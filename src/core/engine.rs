use tracing::debug;

use super::rates::RateModel;
use super::solver::solve_required_contribution;
use super::types::{
    LifeEvent, LifeEventKind, PlanConfiguration, ProjectionResult, Remediation, YearSnapshot,
};

/// Hard cap on simulated months (100 years).
pub const MAX_PROJECTION_MONTHS: u32 = 1200;
/// One-time events fire when the simulated age is this close to their age.
pub const EVENT_TRIGGER_WINDOW_YEARS: f64 = 0.05;
pub const STRESS_WINDOW_MONTHS: u32 = 24;
/// Annual gains that can be booked tax-free by the harvesting overlay.
pub const HARVEST_ANNUAL_EXEMPTION: f64 = 125_000.0;
const DEFAULT_EQUITY_WEIGHT: f64 = 0.6;

#[derive(Debug, Clone, Copy)]
struct LiabilityState {
    installment: f64,
    remaining: Option<f64>,
    payoff_age: f64,
}

impl LiabilityState {
    fn pay(&mut self, age_at_month_start: f64) -> f64 {
        if self.installment <= 0.0 || age_at_month_start >= self.payoff_age {
            return 0.0;
        }
        match self.remaining.as_mut() {
            None => self.installment,
            Some(remaining) => {
                let paid = self.installment.min(*remaining).max(0.0);
                *remaining -= paid;
                paid
            }
        }
    }
}

/// Everything that changes month to month. Owned by a single run.
#[derive(Debug, Clone)]
struct SimulationState {
    equity: f64,
    stable: f64,
    custom: Vec<f64>,
    emergency: f64,
    contribution_equity: f64,
    contribution_stable: f64,
    monthly_income: f64,
    liabilities: Vec<LiabilityState>,
    fired_events: Vec<bool>,
    withdrawn_since_snapshot: f64,
    contributed_since_snapshot: f64,
    harvest_gains_this_year: f64,
    harvest_bonus: f64,
}

impl SimulationState {
    fn new(plan: &PlanConfiguration) -> Self {
        Self {
            equity: plan.equity_balance,
            stable: plan.stable_balance,
            custom: plan.custom_assets.iter().map(|a| a.value).collect(),
            emergency: plan.emergency_fund,
            contribution_equity: plan.monthly_contribution_equity,
            contribution_stable: plan.monthly_contribution_stable,
            monthly_income: plan.annual_income / 12.0,
            liabilities: plan
                .liabilities
                .iter()
                .map(|l| LiabilityState {
                    installment: l.monthly_installment,
                    remaining: (l.outstanding_balance > 0.0).then_some(l.outstanding_balance),
                    // No payoff age means the loan runs for the whole horizon.
                    payoff_age: if l.payoff_age > 0.0 {
                        l.payoff_age
                    } else {
                        plan.life_expectancy as f64
                    },
                })
                .collect(),
            fired_events: vec![false; plan.life_events.len()],
            withdrawn_since_snapshot: 0.0,
            contributed_since_snapshot: 0.0,
            harvest_gains_this_year: 0.0,
            harvest_bonus: 0.0,
        }
    }

    fn liquid(&self) -> f64 {
        self.equity + self.stable
    }

    fn custom_total(&self) -> f64 {
        self.custom.iter().sum()
    }

    fn outstanding_debt(&self) -> f64 {
        self.liabilities.iter().filter_map(|l| l.remaining).sum()
    }

    /// Takes `amount` from equity and stable in proportion to their
    /// positive balances. Any part the liquid balance cannot cover is
    /// booked against equity. Returns true when that happened.
    fn withdraw_pro_rata(&mut self, amount: f64) -> bool {
        if amount <= 0.0 {
            return false;
        }

        let equity_part = self.equity.max(0.0);
        let stable_part = self.stable.max(0.0);
        let capacity = equity_part + stable_part;
        if capacity <= 0.0 || self.liquid() <= 0.0 {
            self.equity -= amount;
            return true;
        }

        let covered = amount.min(self.liquid());
        let equity_share = equity_part / capacity;
        self.equity -= covered * equity_share;
        self.stable -= covered * (1.0 - equity_share);

        let excess = amount - covered;
        if excess > 0.0 {
            self.equity -= excess;
            return true;
        }
        false
    }
}

/// Run-wide constants derived once from the plan.
struct EngineContext<'a> {
    plan: &'a PlanConfiguration,
    rates: RateModel,
    months_to_retire: u32,
    swr: f64,
    emergency_multiple: f64,
}

impl<'a> EngineContext<'a> {
    fn new(plan: &'a PlanConfiguration) -> Self {
        let base_monthly_expense = (plan.current_annual_expenses / 12.0).max(1.0);
        Self {
            plan,
            rates: RateModel::from_plan(plan),
            months_to_retire: plan.months_to_retirement(),
            swr: plan.safe_withdrawal_rate_floored(),
            emergency_multiple: (plan.emergency_fund / base_monthly_expense).max(0.0),
        }
    }

    fn equity_rate_for_month(&self, month: u32) -> f64 {
        let in_crash_window = month > self.months_to_retire
            && month <= self.months_to_retire + STRESS_WINDOW_MONTHS;
        if self.plan.stress_test && in_crash_window {
            self.rates.stress_equity_monthly
        } else {
            self.rates.equity_monthly
        }
    }

    fn recurring_monthly_outflow(&self, age: f64, price_index: f64) -> f64 {
        self.plan
            .life_events
            .iter()
            .filter(|e| e.kind == LifeEventKind::Recurring)
            .filter(|e| age >= e.age && age <= recurring_end_age(e, self.plan.life_expectancy))
            .map(|e| e.cost * price_index / 12.0)
            .sum()
    }
}

fn recurring_end_age(event: &LifeEvent, life_expectancy: u32) -> f64 {
    match event.end_age {
        Some(end) if end > event.age => end,
        _ => life_expectancy as f64,
    }
}

/// What one simulated month produced, beyond the state mutation.
#[derive(Debug, Clone, Copy)]
struct MonthOutcome {
    retired: bool,
    age: f64,
    price_index: f64,
    total_wealth: f64,
    target_corpus: f64,
    retirement_monthly_spend: f64,
    one_time_event_cost: f64,
    recurring_outflow: f64,
    contributions_capped: bool,
    liquid_exhausted: bool,
}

> WORK ORDER
Pick out the lines above that hold the string "impl" and show them.

> ANSWER TO THIS PROBLEM
impl LiabilityState {
impl SimulationState {
impl<'a> EngineContext<'a> {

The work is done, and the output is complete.